- Directed by: Jack Sholder
- Written by: Michael J. Cordell Gregory Gieras
- Story by: Michael J. Cordell
- Produced by: Vicky Pike Morris Ruskin
- Starring: Ed Quinn Harvey Keitel Joey Lauren Adams Gulshan Grover
- Cinematography: Ajayan Vincent
- Edited by: Andrew Horvitch
- Music by: J. Peter Robinson
- Production company: Shoreline Entertainment
- Distributed by: Usha Kiran Movies International
- Release date: October 10, 2002 (Austin Film Festival);
- Running time: 94 minutes
- Country: United States
- Language: English

= Beeper (film) =

Beeper is a 2002 American crime thriller film directed by Jack Sholder and starring Ed Quinn, Harvey Keitel, Joey Lauren Adams and Gulshan Grover.

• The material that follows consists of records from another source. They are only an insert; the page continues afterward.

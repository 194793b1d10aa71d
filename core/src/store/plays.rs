use super::{SqliteStore, ensure_track, from_millis, to_millis};
use crate::error::{CatalogError, Result};
use crate::models::{ListeningStats, NewPlay, PlayRecord, decode_tags};
use rusqlite::{Connection, OptionalExtension, Row, params};
use rustc_hash::FxHashMap;

const PLAY_COLUMNS: &str = "p.id, p.user_id, p.session_id, p.track_id, p.played_at, \
     p.duration_played, p.completed, p.user_agent, p.ip_address";

fn play_from_row(row: &Row<'_>) -> rusqlite::Result<PlayRecord> {
    Ok(PlayRecord {
        id: row.get(0)?,
        user_id: row.get(1)?,
        session_id: row.get(2)?,
        track_id: row.get(3)?,
        played_at: from_millis(row.get(4)?),
        duration_played: row.get(5)?,
        completed: row.get(6)?,
        user_agent: row.get(7)?,
        ip_address: row.get(8)?,
    })
}

impl SqliteStore {
    /// Append a play event. Plays by a known user also roll into that user's
    /// listening totals within the same transaction.
    pub fn record_play(&self, play: &NewPlay) -> Result<PlayRecord> {
        let user_id = play
            .user_id
            .as_deref()
            .map(str::trim)
            .filter(|u| !u.is_empty());
        let session_id = play.session_id.as_deref().map(str::trim).unwrap_or_default();
        if user_id.is_none() && session_id.is_empty() {
            return Err(CatalogError::MissingListener);
        }

        let now = self.now();
        let mut conn = self.lock()?;
        let tx = conn.transaction()?;
        ensure_track(&tx, play.track_id)?;

        tx.execute(
            "INSERT INTO user_play_history (
                user_id, track_id, session_id, played_at, duration_played, completed,
                user_agent, ip_address
             ) VALUES (?1, ?2, ?3, ?4, ?5, ?6, ?7, ?8)",
            params![
                user_id,
                play.track_id,
                session_id,
                to_millis(now),
                play.duration_played,
                play.completed,
                play.user_agent,
                play.ip_address,
            ],
        )?;
        let id = tx.last_insert_rowid();

        if let Some(user_id) = user_id {
            add_to_listening_totals(&tx, user_id, play, to_millis(now))?;
        }
        tx.commit()?;

        Ok(PlayRecord {
            id,
            user_id: user_id.map(str::to_string),
            session_id: session_id.to_string(),
            track_id: play.track_id,
            played_at: now,
            duration_played: play.duration_played,
            completed: play.completed,
            user_agent: play.user_agent.clone(),
            ip_address: play.ip_address.clone(),
        })
    }

    /// A user's plays, newest first.
    pub fn play_history(&self, user_id: &str, limit: usize) -> Result<Vec<PlayRecord>> {
        let plays = self.play_history_with_durations(user_id, limit)?;
        Ok(plays.into_iter().map(|(play, _)| play).collect())
    }

    /// `play_history` paired with each played track's duration, read in the
    /// same query.
    pub fn play_history_with_durations(
        &self,
        user_id: &str,
        limit: usize,
    ) -> Result<Vec<(PlayRecord, i64)>> {
        let conn = self.lock()?;
        let mut stmt = conn.prepare(&format!(
            "SELECT {PLAY_COLUMNS}, COALESCE(t.duration, 0) FROM user_play_history p
             LEFT JOIN jamendo_tracks t ON t.id = p.track_id
             WHERE p.user_id = ?1
             ORDER BY p.played_at DESC, p.id DESC
             LIMIT ?2"
        ))?;
        let plays = stmt
            .query_map(params![user_id, limit as i64], |row| {
                Ok((play_from_row(row)?, row.get(9)?))
            })?
            .collect::<rusqlite::Result<Vec<_>>>()?;
        Ok(plays)
    }

    pub fn listening_stats(&self, user_id: &str) -> Result<ListeningStats> {
        let conn = self.lock()?;
        let mut stats = conn
            .query_row(
                "SELECT total_listening_time, total_tracks_played, total_tracks_completed,
                        updated_at
                 FROM user_listening_stats WHERE user_id = ?1",
                params![user_id],
                |row| {
                    Ok(ListeningStats {
                        user_id: user_id.to_string(),
                        total_listening_time: row.get(0)?,
                        total_tracks_played: row.get(1)?,
                        total_tracks_completed: row.get(2)?,
                        favorite_genre: None,
                        most_played_track: None,
                        updated_at: Some(from_millis(row.get(3)?)),
                    })
                },
            )
            .optional()?
            .unwrap_or_else(|| ListeningStats::empty(user_id));

        stats.most_played_track = conn
            .query_row(
                "SELECT track_id FROM user_play_history
                 WHERE user_id = ?1
                 GROUP BY track_id
                 ORDER BY COUNT(*) DESC, MAX(played_at) DESC
                 LIMIT 1",
                params![user_id],
                |row| row.get(0),
            )
            .optional()?;
        stats.favorite_genre = favorite_genre(&conn, user_id)?;
        Ok(stats)
    }
}

fn add_to_listening_totals(
    conn: &Connection,
    user_id: &str,
    play: &NewPlay,
    now: i64,
) -> Result<()> {
    conn.execute(
        "INSERT INTO user_listening_stats (
            user_id, total_listening_time, total_tracks_played, total_tracks_completed,
            updated_at
         ) VALUES (?1, ?2, 1, ?3, ?4)
         ON CONFLICT(user_id) DO UPDATE SET
            total_listening_time = total_listening_time + excluded.total_listening_time,
            total_tracks_played = total_tracks_played + 1,
            total_tracks_completed = total_tracks_completed + excluded.total_tracks_completed,
            updated_at = excluded.updated_at",
        params![user_id, play.duration_played, i64::from(play.completed), now],
    )?;
    Ok(())
}

/// Most frequent genre over every play of the user; ties go to the
/// alphabetically first genre.
fn favorite_genre(conn: &Connection, user_id: &str) -> Result<Option<String>> {
    let mut stmt = conn.prepare(
        "SELECT t.musicinfo_tags_genres FROM user_play_history p
         JOIN jamendo_tracks t ON t.id = p.track_id
         WHERE p.user_id = ?1",
    )?;
    let mut counts: FxHashMap<String, usize> = FxHashMap::default();
    let rows = stmt.query_map(params![user_id], |row| row.get::<_, String>(0))?;
    for raw in rows {
        for genre in decode_tags(&raw?) {
            *counts.entry(genre).or_default() += 1;
        }
    }

    Ok(counts
        .into_iter()
        .max_by(|(a_name, a_count), (b_name, b_count)| {
            a_count.cmp(b_count).then_with(|| b_name.cmp(a_name))
        })
        .map(|(genre, _)| genre))
}
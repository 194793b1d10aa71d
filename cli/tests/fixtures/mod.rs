#![allow(dead_code)]

use serde_json::{Value, json};
use std::path::PathBuf;
use tempfile::TempDir;

pub fn track(id: &str, name: &str, rate: f64, downloads: i64) -> Value {
    json!({
        "id": id,
        "name": name,
        "duration": 185,
        "artist_id": "42",
        "artist_name": "Tryad",
        "audio": format!("https://prod-1.storage.jamendo.com/?trackid={id}&format=mp31"),
        "audiodownload": format!("https://prod-1.storage.jamendo.com/download/track/{id}/mp32/"),
        "musicinfo": {"tags": {"genres": ["rock"]}},
        "stats": {"rate": rate, "downloads_total": downloads, "playlisted": 0}
    })
}

/// Write `payload` to a JSON file inside a fresh temp dir.
pub fn write_payload(payload: &Value) -> (TempDir, PathBuf) {
    let dir = tempfile::tempdir().unwrap();
    let path = dir.path().join("tracks.json");
    std::fs::write(&path, payload.to_string()).unwrap();
    (dir, path)
}
use super::{SqliteStore, from_millis, to_millis};
use crate::cache::CacheStore;
use crate::error::Result;
use crate::models::CacheEntry;
use chrono::{DateTime, Utc};
use rusqlite::{OptionalExtension, params};

impl CacheStore for SqliteStore {
    fn load_entry(&self, key: &str) -> Result<Option<CacheEntry>> {
        let conn = self.lock()?;
        let row: Option<(String, i64, i64)> = conn
            .query_row(
                "SELECT response_data, created_at, expires_at
                 FROM jamendo_api_cache WHERE cache_key = ?1",
                params![key],
                |row| Ok((row.get(0)?, row.get(1)?, row.get(2)?)),
            )
            .optional()?;

        let Some((data, created_at, expires_at)) = row else {
            return Ok(None);
        };

        Ok(Some(CacheEntry {
            key: key.to_string(),
            payload: serde_json::from_str(&data)?,
            created_at: from_millis(created_at),
            expires_at: from_millis(expires_at),
        }))
    }

    fn save_entry(&self, entry: &CacheEntry) -> Result<DateTime<Utc>> {
        let data = serde_json::to_string(&entry.payload)?;
        let conn = self.lock()?;
        let created_at: i64 = conn.query_row(
            "INSERT INTO jamendo_api_cache (cache_key, response_data, created_at, expires_at)
             VALUES (?1, ?2, ?3, ?4)
             ON CONFLICT(cache_key) DO UPDATE SET
                response_data = excluded.response_data,
                expires_at = excluded.expires_at
             RETURNING created_at",
            params![
                entry.key,
                data,
                to_millis(entry.created_at),
                to_millis(entry.expires_at)
            ],
            |row| row.get(0),
        )?;
        Ok(from_millis(created_at))
    }

    fn remove_expired_entry(&self, key: &str, now: DateTime<Utc>) -> Result<bool> {
        let conn = self.lock()?;
        let removed = conn.execute(
            "DELETE FROM jamendo_api_cache WHERE cache_key = ?1 AND expires_at <= ?2",
            params![key, to_millis(now)],
        )?;
        Ok(removed > 0)
    }

    fn remove_all_expired(&self, now: DateTime<Utc>) -> Result<usize> {
        let conn = self.lock()?;
        let removed = conn.execute(
            "DELETE FROM jamendo_api_cache WHERE expires_at <= ?1",
            params![to_millis(now)],
        )?;
        Ok(removed)
    }
}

The thriller Beeper concerns a doctor working in India whose son is kidnapped. Left with nothing more but the title device as a way to communicate with the kidnappers, the man must make his way through the seedy underground in order to rescue his son. Among the people he must team up with is a drug dealer called Zolo (Harvey Keitel).

==Plot==
Dr. Richard is a single parent living in America with his 10 year old son, Sam. He is invited to attend a medical conference in Delhi, India, and since he is unable to find a suitable person to babysit his son, he takes him along with him. At the venue Richard makes his presentation, and shortly thereafter notices that his son is missing. A hectic search does not reveal Sam's whereabouts, the police are summoned and the matter is assigned to Senior Inspector, Vijay Kumar, of Delhi Police, with an American Anti-terrorist Policewoman, Julia Hyde, also assisting him. Richard is informed that his son has been kidnapped and that he must comply with the kidnappers directions and instructions via a beeper. Shortly thereafter, Richard is informed that he has made a mistake by involving the police, as such Vijay pulls himself and his men off of the case. Richard is now on his own, and he has until midnight to try to comply with the kidnappers demands in a foreign country where the death of a human being, even a child, is not considered earth-shaking news. To make matters worse, he loses his beeper to a man who collided with him in a busy market-place. He does get hold of another beeper - which belongs to Zolo, a drug smuggler. Richard finds that he must first comply with Zolo's instructions before he can make an effort to locate the original beeper. In the meantime, Vijay has placed Richard under surveillance, as he suspects him of feigning his son's kidnapping in order to smuggle opium worth half a million dollars. To complicate matters even more Richard is convinced that Sam has been kidnapped by a person who is either a policeman or someone connected closely with the Delhi Police. Watch as events propel this poor doctor to an unbelievable climax that may cost him his very life.

==Cast==
- Ed Quinn as Dr. Richard Avery
- Harvey Keitel as Zolo
- Joey Lauren Adams as Inspector Julia Hyde
- Gulshan Grover as Sr. Inspector Vijay Kumar
- Tony Mirchandani
- Vinay Varma as Tiger
- Stefan Djordjevic as Sam Avery

==Reception==
Scott Weinberg of DVDTalk.com gave it 2.5 out of 5 and suggested "Should it pop up on cable one insomniatic evening and you can watch it without dropping any money, sure, give Beeper a spin and see if it works for you."